» Task prompt: From the records below, copy each line in which the string "const" occurs.

» Task data:
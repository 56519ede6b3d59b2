//! # fleetstream-web
//!
//! Health check and administrative HTTP surface for the FleetStream
//! server.
//!
//! Two endpoints:
//! - `GET /` - liveness check, returns a static OK status
//! - `GET /send` - synthesizes protocol messages for a vehicle or kicks
//!   its connection; thin shim over the router and registry operations
//!
//! ## Usage
//!
//! ```rust,ignore
//! use fleetstream_web::{create_router, AdminState};
//!
//! let app = create_router(AdminState::new(router, registry));
//! let listener = TcpListener::bind("0.0.0.0:8080").await?;
//! axum::serve(listener, app).await?;
//! ```

use std::sync::Arc;

use axum::extract::{Query, State};
use axum::response::Json;
use axum::routing::get;
use axum::Router;
use serde::Deserialize;
use tracing::info;

use fleetstream_protocol::VehicleErrorType;
use fleetstream_server::{SubscriptionRegistry, TelemetryRouter};

/// Shared state for the administrative handlers.
#[derive(Clone)]
pub struct AdminState {
    router: Arc<TelemetryRouter>,
    registry: Arc<SubscriptionRegistry>,
}

impl AdminState {
    pub fn new(router: Arc<TelemetryRouter>, registry: Arc<SubscriptionRegistry>) -> Self {
        Self { router, registry }
    }
}

/// Create the admin router.
pub fn create_router(state: AdminState) -> Router {
    Router::new()
        .route("/", get(health_handler))
        .route("/send", get(send_handler))
        .with_state(state)
}

/// Handler for the `/` liveness endpoint.
async fn health_handler() -> Json<serde_json::Value> {
    Json(serde_json::json!({ "status": "ok" }))
}

/// Query parameters accepted by `/send`.
///
/// `tag` selects the vehicle; the remaining parameters each trigger an
/// independent action and may be combined in one request.
#[derive(Debug, Deserialize)]
struct SendParams {
    tag: Option<String>,
    /// Update body, appended after the server-side timestamp slot.
    msg: Option<String>,
    /// Any value: synthesize a "Vehicle is offline" error.
    offline: Option<String>,
    /// Any value: synthesize a vehicle_disconnected error.
    disconnect: Option<String>,
    /// Any value: close the vehicle's active connection.
    kick: Option<String>,
}

/// Handler for the `/send` administrative endpoint.
///
/// Always responds with the OK status; actions on vehicles without an
/// active subscriber are silent no-ops, same as the delivery path.
async fn send_handler(
    State(state): State<AdminState>,
    Query(params): Query<SendParams>,
) -> Json<serde_json::Value> {
    if let Some(tag) = &params.tag {
        if let Some(msg) = &params.msg {
            info!("Admin update for {}", tag);
            state.router.send_update(tag, msg).await;
        }
        if params.offline.is_some() {
            info!("Admin offline error for {}", tag);
            state
                .router
                .send_vehicle_error(
                    tag,
                    VehicleErrorType::VehicleError,
                    Some("Vehicle is offline".to_string()),
                )
                .await;
        }
        if params.disconnect.is_some() {
            info!("Admin disconnect error for {}", tag);
            state
                .router
                .send_vehicle_error(tag, VehicleErrorType::VehicleDisconnected, None)
                .await;
        }
        if params.kick.is_some() {
            info!("Admin kick for {}", tag);
            state.registry.kick(tag).await;
        }
    }

    Json(serde_json::json!({ "status": "ok" }))
}

#[cfg(test)]
mod tests {
    use super::*;
    use fleetstream_server::Outbound;
    use tokio::sync::mpsc;

    async fn state_with_subscriber(
        vin: &str,
    ) -> (AdminState, mpsc::UnboundedReceiver<Outbound>) {
        let registry = Arc::new(SubscriptionRegistry::new());
        let router = Arc::new(TelemetryRouter::new(registry.clone()));
        let (tx, rx) = mpsc::unbounded_channel();
        registry.subscribe(vin, tx, false, 1).await;
        (AdminState::new(router, registry), rx)
    }

    fn recv_json(rx: &mut mpsc::UnboundedReceiver<Outbound>) -> serde_json::Value {
        match rx.try_recv() {
            Ok(Outbound::Frame(frame)) => serde_json::from_str(&frame).unwrap(),
            other => panic!("expected a frame, got {other:?}"),
        }
    }

    fn params(
        tag: Option<&str>,
        msg: Option<&str>,
        offline: bool,
        disconnect: bool,
        kick: bool,
    ) -> SendParams {
        SendParams {
            tag: tag.map(String::from),
            msg: msg.map(String::from),
            offline: offline.then(|| "1".to_string()),
            disconnect: disconnect.then(|| "1".to_string()),
            kick: kick.then(|| "1".to_string()),
        }
    }

    #[tokio::test]
    async fn test_health_handler() {
        let res = health_handler().await;
        assert_eq!(res.0["status"], "ok");
    }

    #[tokio::test]
    async fn test_send_msg_synthesizes_update() {
        let (state, mut rx) = state_with_subscriber("V1").await;

        let res = send_handler(
            State(state),
            Query(params(Some("V1"), Some("0,123,45,,,,,0,D,,,"), false, false, false)),
        )
        .await;
        assert_eq!(res.0["status"], "ok");

        let msg = recv_json(&mut rx);
        assert_eq!(msg["msg_type"], "data:update");
        assert_eq!(msg["tag"], "V1");
    }

    #[tokio::test]
    async fn test_send_offline_and_disconnect_errors() {
        let (state, mut rx) = state_with_subscriber("V1").await;

        send_handler(
            State(state.clone()),
            Query(params(Some("V1"), None, true, false, false)),
        )
        .await;
        let msg = recv_json(&mut rx);
        assert_eq!(msg["msg_type"], "data:error");
        assert_eq!(msg["error_type"], "vehicle_error");
        assert_eq!(msg["value"], "Vehicle is offline");

        send_handler(
            State(state),
            Query(params(Some("V1"), None, false, true, false)),
        )
        .await;
        let msg = recv_json(&mut rx);
        assert_eq!(msg["error_type"], "vehicle_disconnected");
        assert!(msg.get("value").is_none());
    }

    #[tokio::test]
    async fn test_send_kick_closes_connection() {
        let (state, mut rx) = state_with_subscriber("V1").await;

        send_handler(
            State(state),
            Query(params(Some("V1"), None, false, false, true)),
        )
        .await;
        assert!(matches!(rx.try_recv(), Ok(Outbound::Close)));
    }

    #[tokio::test]
    async fn test_send_without_tag_is_a_no_op() {
        let (state, mut rx) = state_with_subscriber("V1").await;

        let res = send_handler(
            State(state),
            Query(params(None, Some("ignored"), true, true, true)),
        )
        .await;
        assert_eq!(res.0["status"], "ok");
        assert!(rx.try_recv().is_err());
    }
}
//! `login` and `profiles`: interactive credential setup and profile listing.

use clap::Args;
use color_eyre::eyre::Result;
use dialoguer::{Input, Password};
use ghostwriter_client::{AdminClient, AdminKey, ClientOptions, site_info};
use ghostwriter_shared::{
    AppConfig, Endpoint, GhostwriterError, Overrides, Profile, list_profiles, normalize_base_url,
    save_profile,
};
use tokio_util::sync::CancellationToken;
use tracing::{debug, warn};

use crate::output::{self, OutputFormat, Table};

/// Profile name used when none is given.
const DEFAULT_PROFILE: &str = "default";

#[derive(Args, Debug)]
pub(crate) struct LoginArgs {
    /// Name to save the profile under (falls back to --profile, then "default").
    #[arg(value_name = "PROFILE")]
    pub name: Option<String>,

    /// Make this the default profile.
    #[arg(long)]
    pub default: bool,

    /// Don't open the integrations page in a browser.
    #[arg(long)]
    pub no_browser: bool,
}

/// Page in Ghost admin where a new custom integration (and its key) is created.
fn integrations_url(base_url: &str) -> String {
    format!("{base_url}/ghost/#/settings/integrations/new")
}

fn open_browser(url: &str) {
    let mut command = if cfg!(target_os = "macos") {
        std::process::Command::new("open")
    } else if cfg!(target_os = "windows") {
        let mut c = std::process::Command::new("cmd");
        c.args(["/C", "start", ""]);
        c
    } else {
        std::process::Command::new("xdg-open")
    };

    if let Err(e) = command.arg(url).spawn() {
        warn!(error = %e, "could not open browser");
    }
}

/// Run a blocking terminal prompt off the runtime so Ctrl-C can abandon it.
async fn prompt<F>(cancel: &CancellationToken, ask: F) -> Result<String>
where
    F: FnOnce() -> dialoguer::Result<String> + Send + 'static,
{
    let answer = tokio::task::spawn_blocking(ask);
    tokio::select! {
        biased;
        _ = cancel.cancelled() => Err(GhostwriterError::Cancelled.into()),
        joined = answer => Ok(joined??),
    }
}

fn profile_name(args: &LoginArgs, overrides: &Overrides) -> String {
    args.name
        .as_deref()
        .or(overrides.profile.as_deref())
        .map(str::trim)
        .filter(|n| !n.is_empty())
        .unwrap_or(DEFAULT_PROFILE)
        .to_string()
}

/// Prompt for (or take from flags) a site URL and admin key, verify them, and save a profile.
pub(crate) async fn cmd_login(
    args: LoginArgs,
    overrides: &Overrides,
    options: ClientOptions,
    format: OutputFormat,
) -> Result<()> {
    let name = profile_name(&args, overrides);

    let raw_url = match overrides.url.as_deref().filter(|u| !u.trim().is_empty()) {
        Some(url) => url.to_string(),
        None => {
            prompt(&options.cancel, || {
                Input::<String>::new()
                    .with_prompt("Ghost site URL")
                    .interact_text()
            })
            .await?
        }
    };
    let url = normalize_base_url(&raw_url)?;

    let key = match overrides.key.as_deref().filter(|k| !k.trim().is_empty()) {
        Some(key) => key.trim().to_string(),
        None => {
            let page = integrations_url(&url);
            eprintln!("Create a custom integration and copy its Admin API key:");
            eprintln!("  {page}");
            if !args.no_browser {
                open_browser(&page);
            }
            prompt(&options.cancel, || {
                Password::new().with_prompt("Admin API key").interact()
            })
            .await?
            .trim()
            .to_string()
        }
    };

    AdminKey::parse(&key)?;
    let endpoint = Endpoint::new(&url, key.clone())?;
    let client = AdminClient::new(&endpoint, options)?;

    let spinner = output::spinner("Verifying credentials");
    let site = site_info(&client).await;
    spinner.finish_and_clear();
    let site = site?;
    debug!(title = %site.title, version = %site.version, "credentials verified");

    let path = save_profile(&name, Profile { url, key }, args.default)?;

    if format == OutputFormat::Json {
        return output::print_json(&serde_json::json!({
            "profile": name,
            "site": site.title,
            "config": path.display().to_string(),
        }));
    }

    println!("Connected to: {} ({})", site.title, site.url);
    println!("Saved profile '{name}' to {}", path.display());
    println!();
    println!("Try:");
    println!("  ghostwriter --profile {name} posts list");
    println!("  ghostwriter --profile {name} site info");
    Ok(())
}

const NO_PROFILES: &str = "No profiles configured. Run 'ghostwriter login' to set up.";

fn render_profiles(names: &[String], default: Option<&str>) -> String {
    let mut table = Table::new(&["PROFILE", "DEFAULT"]);
    for name in names {
        let marker = if Some(name.as_str()) == default { "*" } else { "" };
        table.row([name.as_str(), marker]);
    }
    table.render()
}

/// List configured profiles, marking the default.
pub(crate) fn cmd_profiles(config: &AppConfig, format: OutputFormat) -> Result<()> {
    let (names, default) = list_profiles(config);

    if format == OutputFormat::Json {
        return output::print_json(&serde_json::json!({
            "profiles": names,
            "default": default,
        }));
    }

    if names.is_empty() {
        println!("{NO_PROFILES}");
        return Ok(());
    }

    print!("{}", render_profiles(&names, default.as_deref()));
    Ok(())
}

#[cfg(test)]
mod tests {
    use super::*;

    fn args(name: Option<&str>) -> LoginArgs {
        LoginArgs {
            name: name.map(str::to_string),
            default: false,
            no_browser: true,
        }
    }

    #[test]
    fn profile_name_precedence() {
        let overrides = Overrides {
            profile: Some("work".into()),
            ..Default::default()
        };
        assert_eq!(profile_name(&args(Some("blog")), &overrides), "blog");
        assert_eq!(profile_name(&args(None), &overrides), "work");
        assert_eq!(profile_name(&args(None), &Overrides::default()), "default");
        assert_eq!(profile_name(&args(Some("  ")), &Overrides::default()), "default");
    }

    #[tokio::test]
    async fn prompt_gives_way_to_cancellation() {
        let cancel = CancellationToken::new();
        let answer = prompt(&cancel, || Ok("https://blog.example.com".to_string()))
            .await
            .unwrap();
        assert_eq!(answer, "https://blog.example.com");

        cancel.cancel();
        let err = prompt(&cancel, || {
            std::thread::sleep(std::time::Duration::from_millis(200));
            Ok(String::new())
        })
        .await
        .unwrap_err();
        assert!(matches!(
            err.downcast_ref::<GhostwriterError>(),
            Some(GhostwriterError::Cancelled)
        ));
    }

    #[test]
    fn integrations_page_under_admin() {
        assert_eq!(
            integrations_url("https://blog.example.com"),
            "https://blog.example.com/ghost/#/settings/integrations/new"
        );
    }

    #[test]
    fn profiles_table_marks_default() {
        let rendered = render_profiles(&["blog".into(), "work".into()], Some("work"));
        let lines: Vec<&str> = rendered.lines().collect();
        assert!(lines[0].starts_with("PROFILE"));
        assert!(!lines[1].contains('*'));
        assert!(lines[2].starts_with("work") && lines[2].trim_end().ends_with('*'));
    }
}
//! Core connection types shared by the client and the CLI.

use url::Url;

use crate::error::{GhostwriterError, Result};

/// Path prefix of the Admin API, appended to the site URL.
pub const API_ROOT: &str = "/ghost/api/admin";

// ---------------------------------------------------------------------------
// Endpoint
// ---------------------------------------------------------------------------

/// Long-lived connection configuration: site URL plus composite admin key.
///
/// Owned by the caller and lent to the request pipeline, which never mutates it.
#[derive(Clone, PartialEq, Eq)]
pub struct Endpoint {
    base_url: String,
    admin_key: String,
}

impl Endpoint {
    /// Build an endpoint, normalizing the site URL.
    ///
    /// A missing scheme defaults to `https://`; trailing slashes are dropped.
    pub fn new(base_url: &str, admin_key: impl Into<String>) -> Result<Self> {
        Ok(Self {
            base_url: normalize_base_url(base_url)?,
            admin_key: admin_key.into(),
        })
    }

    /// Normalized site URL without a trailing slash.
    pub fn base_url(&self) -> &str {
        &self.base_url
    }

    /// Raw composite admin key (`<id>:<hexsecret>`).
    pub fn admin_key(&self) -> &str {
        &self.admin_key
    }

    /// Full URL of an Admin API resource path (e.g. `/posts/`).
    pub fn api_url(&self, path: &str) -> String {
        format!("{}{API_ROOT}{path}", self.base_url)
    }
}

impl std::fmt::Debug for Endpoint {
    fn fmt(&self, f: &mut std::fmt::Formatter<'_>) -> std::fmt::Result {
        f.debug_struct("Endpoint")
            .field("base_url", &self.base_url)
            .field("admin_key", &"<redacted>")
            .finish()
    }
}

/// Normalize a user-supplied site URL.
pub fn normalize_base_url(raw: &str) -> Result<String> {
    let trimmed = raw.trim();
    if trimmed.is_empty() {
        return Err(GhostwriterError::config("site URL is empty"));
    }

    let with_scheme = if trimmed.starts_with("http://") || trimmed.starts_with("https://") {
        trimmed.to_string()
    } else {
        format!("https://{trimmed}")
    };

    let parsed = Url::parse(&with_scheme)
        .map_err(|e| GhostwriterError::config(format!("invalid site URL '{raw}': {e}")))?;
    if parsed.host_str().is_none() {
        return Err(GhostwriterError::config(format!(
            "invalid site URL '{raw}': missing host"
        )));
    }

    Ok(with_scheme.trim_end_matches('/').to_string())
}

#[cfg(test)]
mod tests {
    use super::*;

    #[test]
    fn endpoint_normalizes_url() {
        let endpoint = Endpoint::new("blog.example.com/", "abc:00").unwrap();
        assert_eq!(endpoint.base_url(), "https://blog.example.com");

        let endpoint = Endpoint::new("http://localhost:2368//", "abc:00").unwrap();
        assert_eq!(endpoint.base_url(), "http://localhost:2368");
    }

    #[test]
    fn api_url_appends_root() {
        let endpoint = Endpoint::new("https://blog.example.com/", "abc:00").unwrap();
        assert_eq!(
            endpoint.api_url("/posts/"),
            "https://blog.example.com/ghost/api/admin/posts/"
        );
    }

    #[test]
    fn debug_redacts_key() {
        let endpoint = Endpoint::new("https://blog.example.com", "abc:deadbeef").unwrap();
        let printed = format!("{endpoint:?}");
        assert!(!printed.contains("deadbeef"));
        assert!(printed.contains("redacted"));
    }

    #[test]
    fn empty_url_is_rejected() {
        assert!(Endpoint::new("  ", "abc:00").is_err());
    }
}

» Output for this task:
const DEFAULT_PROFILE: &str = "default";
const NO_PROFILES: &str = "No profiles configured. Run 'ghostwriter login' to set up.";
pub const API_ROOT: &str = "/ghost/api/admin";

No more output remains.